Instructions for the task
Transcribe only part of the material below: the lines from the one containing "a), key(RotationPeriod::Weekly, c));" through the one containing "let hourly_dated = RotationPolicy::new()", inclusive, exactly as written.

Records supplied
· · · ·

#[cfg(test)]
mod tests {
    use super::*;
    use time::macros::datetime;

    #[test]
    fn test_parse_size() {
        assert_eq!(parse_size("100"), Ok(100));
        assert_eq!(parse_size("5K"), Ok(5 * 1024));
        assert_eq!(parse_size("2m"), Ok(2 * 1024 * 1024));
        assert_eq!(parse_size("1G"), Ok(1024 * 1024 * 1024));
        assert_eq!(parse_size("64b"), Ok(64));
        assert!(parse_size("").is_err());
        assert!(parse_size("12X").is_err());
        assert!(parse_size("abc").is_err());
        assert!(parse_size("99999999999999G").is_err());
    }

    #[test]
    fn test_policy_defaults() {
        let policy = RotationPolicy::default();
        assert_eq!(policy.backup_count, 3);
        assert_eq!(policy.max_bytes, 0);
        assert_eq!(policy.naming, BackupNaming::Numeric);
        assert_eq!(policy.period, None);
        assert!(!policy.has_size_rotation());
        assert!(policy.with_max_bytes(10).has_size_rotation());
    }

    #[test]
    fn test_policy_deserialize() {
        let yaml = r#"
backup_count: 5
max_bytes: "2K"
naming: date
period: daily
"#;
        let policy: RotationPolicy = serde_yaml::from_str(yaml).unwrap();
        assert_eq!(
            policy,
            RotationPolicy::new()
                .with_backup_count(5)
                .with_max_bytes(2048)
                .with_naming(BackupNaming::Date)
                .with_period(Some(RotationPeriod::Daily))
        );

        let policy: RotationPolicy = serde_yaml::from_str("max_bytes: 300").unwrap();
        assert_eq!(policy.max_bytes, 300);
        assert_eq!(policy.backup_count, DEFAULT_BACKUP_COUNT);
    }

    #[test]
    fn test_date_stamp_zero_padded() {
        assert_eq!(date_stamp(datetime!(2026-01-05 23:59:59 UTC)).unwrap(), "20260105");
        assert_eq!(date_stamp(datetime!(2026-12-31 00:00:00 UTC)).unwrap(), "20261231");
    }

    #[test]
    fn test_period_keys() {
        let a = datetime!(2026-10-19 10:15:00 UTC);
        let b = datetime!(2026-10-19 11:05:00 UTC);
        let c = datetime!(2026-10-20 00:00:01 UTC);
        let key = |period: RotationPeriod, time| period.key(time).unwrap();
        assert_eq!(key(RotationPeriod::Hourly, a), "2026101910");
        assert_ne!(key(RotationPeriod::Hourly, a), key(RotationPeriod::Hourly, b));
        assert_eq!(key(RotationPeriod::Daily, a), key(RotationPeriod::Daily, b));
        assert_ne!(key(RotationPeriod::Daily, b), key(RotationPeriod::Daily, c));
        // 2026-10-19 is a Monday, so the whole span is one ISO week.
        assert_eq!(key(RotationPeriod::Weekly, a), "2026W43");
        assert_eq!(key(RotationPeriod::Weekly, a), key(RotationPeriod::Weekly, c));
        assert_eq!(key(RotationPeriod::Monthly, a), "202610");
    }

    #[test]
    fn test_validate_rejects_hourly_date_naming() {
        let hourly_dated = RotationPolicy::new()
            .with_naming(BackupNaming::Date)
            .with_period(Some(RotationPeriod::Hourly));
        assert!(matches!(hourly_dated.validate(), Err(Error::Config(_))));

        for period in [RotationPeriod::Daily, RotationPeriod::Weekly, RotationPeriod::Monthly] {
            let policy = RotationPolicy::new()
                .with_naming(BackupNaming::Date)
                .with_period(Some(period));
            assert!(policy.validate().is_ok(), "{period:?} rejected");
        }
        let hourly_numeric = RotationPolicy::new().with_period(Some(RotationPeriod::Hourly));
        assert!(hourly_numeric.validate().is_ok());
    }

    #[test]
    fn test_numbered_backup_path() {
        let base = Path::new("logs/app.log");
        assert_eq!(numbered_backup_path(base, 1), PathBuf::from("logs/app.log.1"));
        assert_eq!(numbered_backup_path(base, 12), PathBuf::from("logs/app.log.12"));
    }

    #[test]
    fn test_dated_backup_path() {
        let time = datetime!(2026-07-04 09:00:00 UTC);
        assert_eq!(
            dated_backup_path(Path::new("/var/log/app.log"), time).unwrap(),
            PathBuf::from("/var/log/20260704_app.log")
        );
        assert_eq!(
            dated_backup_path(Path::new("app.log"), time).unwrap(),
            PathBuf::from("20260704_app.log")
        );
        assert!(dated_backup_path(Path::new("/"), time).is_err());
    }

    #[test]
    fn test_is_dated_backup() {
        assert!(is_dated_backup("20261019_app.log", "app.log"));
        assert!(!is_dated_backup("20261019_app.log.1", "app.log"));
        assert!(!is_dated_backup("2026101x_app.log", "app.log"));
        assert!(!is_dated_backup("20261019-app.log", "app.log"));
        assert!(!is_dated_backup("app.log", "app.log"));
    }

    #[test]
    fn test_rotate_numbered_shifts_and_drops_oldest() {
        let dir = tempfile::tempdir().unwrap();
        let base = dir.path().join("app.log");
        std::fs::write(&base, "live").unwrap();
        std::fs::write(numbered_backup_path(&base, 1), "one").unwrap();
        std::fs::write(numbered_backup_path(&base, 2), "two").unwrap();

        rotate_numbered(&base, 2).unwrap();

        assert!(!base.exists());
        let read = |i| std::fs::read_to_string(numbered_backup_path(&base, i)).unwrap();
        assert_eq!(read(1), "live");
        assert_eq!(read(2), "one");
        assert!(!numbered_backup_path(&base, 3).exists());
    }

    #[test]
    fn test_rotate_numbered_zero_keeps_nothing() {
        let dir = tempfile::tempdir().unwrap();
        let base = dir.path().join("app.log");
        std::fs::write(&base, "live").unwrap();

        rotate_numbered(&base, 0).unwrap();

        assert!(!base.exists());
        assert!(!numbered_backup_path(&base, 1).exists());
    }

    #[test]
    fn test_rotate_dated_prunes_old_days() {
        let dir = tempfile::tempdir().unwrap();
        let base = dir.path().join("app.log");
        for day in ["20261015", "20261016", "20261017"] {
            std::fs::write(dir.path().join(format!("{day}_app.log")), day).unwrap();
        }
        std::fs::write(dir.path().join("20261001_other.log"), "x").unwrap();
        std::fs::write(&base, "today").unwrap();

        rotate_dated(&base, 2, datetime!(2026-10-19 08:00:00 UTC)).unwrap();

        let today = dir.path().join("20261019_app.log");
        assert_eq!(std::fs::read_to_string(&today).unwrap(), "today");
        assert!(dir.path().join("20261017_app.log").exists());
        assert!(!dir.path().join("20261016_app.log").exists());
        assert!(!dir.path().join("20261015_app.log").exists());
        assert!(dir.path().join("20261001_other.log").exists());
    }

    #[test]
    fn test_rotate_dated_same_day_overwrites() {
        let dir = tempfile::tempdir().unwrap();
        let base = dir.path().join("app.log");
        let time = datetime!(2026-10-19 08:00:00 UTC);

        std::fs::write(&base, "first").unwrap();
        rotate_dated(&base, 3, time).unwrap();
        std::fs::write(&base, "second").unwrap();
        rotate_dated(&base, 3, time).unwrap();

        let backup = dated_backup_path(&base, time).unwrap();
        assert_eq!(std::fs::read_to_string(backup).unwrap(), "second");
    }
}
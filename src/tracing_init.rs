//! Route `tracing` events into a configured sink.
//!
//! The installed subscriber renders events in the same fixed layout as
//! [`LoggerHandle`](crate::LoggerHandle) and hands them to the sink through a
//! non-blocking writer. The writer's worker owns the sink exclusively.

use std::fmt;
use std::sync::Mutex;

use once_cell::sync::Lazy;
use tracing::{Event, Subscriber};
use tracing_subscriber::fmt::format::Writer;
use tracing_subscriber::fmt::{FmtContext, FormatEvent, FormatFields};
use tracing_subscriber::registry::LookupSpan;
use tracing_subscriber::{EnvFilter, layer::SubscriberExt, util::SubscriberInitExt};

use crate::factory::open_sink;
use crate::format::{Formatter, Record, local_now};
use crate::{Error, LoggerConfig, Result, Severity};

static LOG_GUARD: Lazy<Mutex<Option<tracing_appender::non_blocking::WorkerGuard>>> =
    Lazy::new(|| Mutex::new(None));

/// Event formatter producing `<timestamp>-<name> [<LEVEL>] : <message>`.
#[derive(Debug, Clone)]
pub struct LineFormat {
    name: String,
    formatter: Formatter,
}

impl LineFormat {
    pub fn new(name: impl Into<String>) -> Self {
        Self {
            name: name.into(),
            formatter: Formatter,
        }
    }
}

impl<S, N> FormatEvent<S, N> for LineFormat
where
    S: Subscriber + for<'a> LookupSpan<'a>,
    N: for<'a> FormatFields<'a> + 'static,
{
    fn format_event(
        &self,
        ctx: &FmtContext<'_, S, N>,
        mut writer: Writer<'_>,
        event: &Event<'_>,
    ) -> fmt::Result {
        let mut message = String::new();
        ctx.format_fields(Writer::new(&mut message), event)?;

        let level = Severity::from_tracing(*event.metadata().level());
        let record = Record::at(&self.name, level, &message, local_now());
        let line = self.formatter.format(&record).map_err(|_| fmt::Error)?;
        writer.write_str(&line)
    }
}

/// Install a global subscriber writing `tracing` events to the sink in `config`.
///
/// `RUST_LOG` overrides the configured level. Fails if a global subscriber is
/// already set.
pub fn init_tracing(config: &LoggerConfig) -> Result<()> {
    let log_spec = effective_log_spec(config, std::env::var("RUST_LOG").ok().as_deref());
    let env_filter = EnvFilter::try_new(&log_spec).map_err(|e| Error::Init(e.to_string()))?;

    let name = config
        .name
        .clone()
        .unwrap_or_else(|| env!("CARGO_PKG_NAME").to_string());
    let sink = open_sink(&config.sink)?;
    let (non_blocking, guard) = tracing_appender::non_blocking(sink);

    let layer = tracing_subscriber::fmt::layer()
        .event_format(LineFormat::new(name))
        .with_writer(non_blocking);

    tracing_subscriber::registry()
        .with(env_filter)
        .with(layer)
        .try_init()
        .map_err(|e| Error::Init(e.to_string()))?;

    // Keep the worker alive for the rest of the process.
    let mut slot = LOG_GUARD
        .lock()
        .map_err(|e| Error::Init(e.to_string()))?;
    *slot = Some(guard);
    Ok(())
}

/// Filter directive: a non-empty `RUST_LOG` wins over the configured level.
fn effective_log_spec(config: &LoggerConfig, rust_log: Option<&str>) -> String {
    match rust_log {
        Some(spec) if !spec.trim().is_empty() => spec.to_string(),
        _ => config.level.filter_directive().to_string(),
    }
}

#[cfg(test)]
mod tests {
    use super::*;
    use std::io::Write;
    use std::sync::{Arc, Mutex as StdMutex};

    #[derive(Clone, Default)]
    struct Captured(Arc<StdMutex<Vec<u8>>>);

    impl Write for Captured {
        fn write(&mut self, buf: &[u8]) -> std::io::Result<usize> {
            self.0.lock().unwrap().extend_from_slice(buf);
            Ok(buf.len())
        }

        fn flush(&mut self) -> std::io::Result<()> {
            Ok(())
        }
    }

    #[test]
    fn test_rust_log_overrides_config_level() {
        let cfg = LoggerConfig::new().with_level(Severity::Info);
        assert_eq!(effective_log_spec(&cfg, Some("trace")), "trace");
    }

    #[test]
    fn test_cfg_level_used_when_no_rust_log() {
        let cfg = LoggerConfig::new().with_level(Severity::Warning);
        assert_eq!(effective_log_spec(&cfg, None), "warn");
        assert_eq!(effective_log_spec(&cfg, Some("")), "warn");
        let cfg = cfg.with_level(Severity::Critical);
        assert_eq!(effective_log_spec(&cfg, Some("  ")), "error");
    }

    #[test]
    fn test_line_format_layout() {
        let captured = Captured::default();
        let sink = captured.clone();
        let subscriber = tracing_subscriber::fmt()
            .event_format(LineFormat::new("traced"))
            .with_writer(move || sink.clone())
            .finish();

        tracing::subscriber::with_default(subscriber, || {
            tracing::warn!("disk almost full");
        });

        let output = String::from_utf8(captured.0.lock().unwrap().clone()).unwrap();
        assert!(output.ends_with("-traced [WARNING] : disk almost full\n"), "{output}");
    }
}
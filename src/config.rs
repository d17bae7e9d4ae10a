use std::path::PathBuf;

use serde::{Deserialize, Serialize};

use crate::rotation::{DEFAULT_BACKUP_COUNT, RotationPeriod, deserialize_size};
use crate::{BackupNaming, ConsoleTarget, RotationPolicy, Severity};

/// Default log file used when a file-based sink has no path.
pub const DEFAULT_LOG_FILE: &str = "log.log";

/// Configuration for one logger
#[derive(Debug, Clone, PartialEq, Serialize, Deserialize)]
pub struct LoggerConfig {
    /// Logger name; generated when absent
    #[serde(default)]
    pub name: Option<String>,
    /// Minimum severity, as a name ("info") or a number (20)
    #[serde(default)]
    pub level: Severity,
    /// Output destination
    #[serde(default)]
    pub sink: SinkConfig,
}

impl LoggerConfig {
    /// Create a new LoggerConfig with defaults (WARNING to stderr)
    pub fn new() -> Self {
        Self {
            name: None,
            level: Severity::default(),
            sink: SinkConfig::default(),
        }
    }

    /// Set logger name
    pub fn with_name(mut self, name: impl Into<String>) -> Self {
        self.name = Some(name.into());
        self
    }

    /// Set log level
    pub fn with_level(mut self, level: Severity) -> Self {
        self.level = level;
        self
    }

    /// Set output destination
    pub fn with_sink(mut self, sink: SinkConfig) -> Self {
        self.sink = sink;
        self
    }
}

impl Default for LoggerConfig {
    fn default() -> Self {
        Self::new()
    }
}

/// Output destination of a configured logger
#[derive(Debug, Clone, PartialEq, Serialize, Deserialize)]
#[serde(tag = "type", rename_all = "snake_case")]
pub enum SinkConfig {
    /// Standard output or standard error
    Console {
        #[serde(default)]
        target: ConsoleTarget,
    },
    /// A single append-only file
    File {
        #[serde(default = "default_log_file")]
        path: PathBuf,
    },
    /// A file rolled over by size and/or time
    Rotating {
        #[serde(default = "default_log_file")]
        path: PathBuf,
        #[serde(default = "default_backup_count")]
        backup_count: usize,
        /// Bytes, or a string with K/M/G units; 0 disables size rollover
        #[serde(default, deserialize_with = "deserialize_size")]
        max_bytes: u64,
        /// Name backups `YYYYMMDD_<file>` instead of `<file>.N`
        #[serde(default)]
        date_naming: bool,
        #[serde(default)]
        period: Option<RotationPeriod>,
    },
}

impl SinkConfig {
    /// File sink at `path`
    pub fn file(path: impl Into<PathBuf>) -> Self {
        Self::File { path: path.into() }
    }

    /// Rotating sink at `path` with the default policy
    pub fn rotating(path: impl Into<PathBuf>) -> Self {
        Self::Rotating {
            path: path.into(),
            backup_count: DEFAULT_BACKUP_COUNT,
            max_bytes: 0,
            date_naming: false,
            period: None,
        }
    }

    /// Rotation policy of a rotating sink
    pub fn rotation_policy(&self) -> Option<RotationPolicy> {
        match self {
            Self::Rotating {
                backup_count,
                max_bytes,
                date_naming,
                period,
                ..
            } => Some(
                RotationPolicy::new()
                    .with_backup_count(*backup_count)
                    .with_max_bytes(*max_bytes)
                    .with_naming(if *date_naming {
                        BackupNaming::Date
                    } else {
                        BackupNaming::Numeric
                    })
                    .with_period(*period),
            ),
            _ => None,
        }
    }
}

impl Default for SinkConfig {
    fn default() -> Self {
        Self::Console {
            target: ConsoleTarget::default(),
        }
    }
}

fn default_log_file() -> PathBuf {
    PathBuf::from(DEFAULT_LOG_FILE)
}

fn default_backup_count() -> usize {
    DEFAULT_BACKUP_COUNT
}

· · · ·

Result for this exercise
        assert_eq!(key(RotationPeriod::Weekly, a), key(RotationPeriod::Weekly, c));
        assert_eq!(key(RotationPeriod::Monthly, a), "202610");
    }

    #[test]
    fn test_validate_rejects_hourly_date_naming() {
        let hourly_dated = RotationPolicy::new()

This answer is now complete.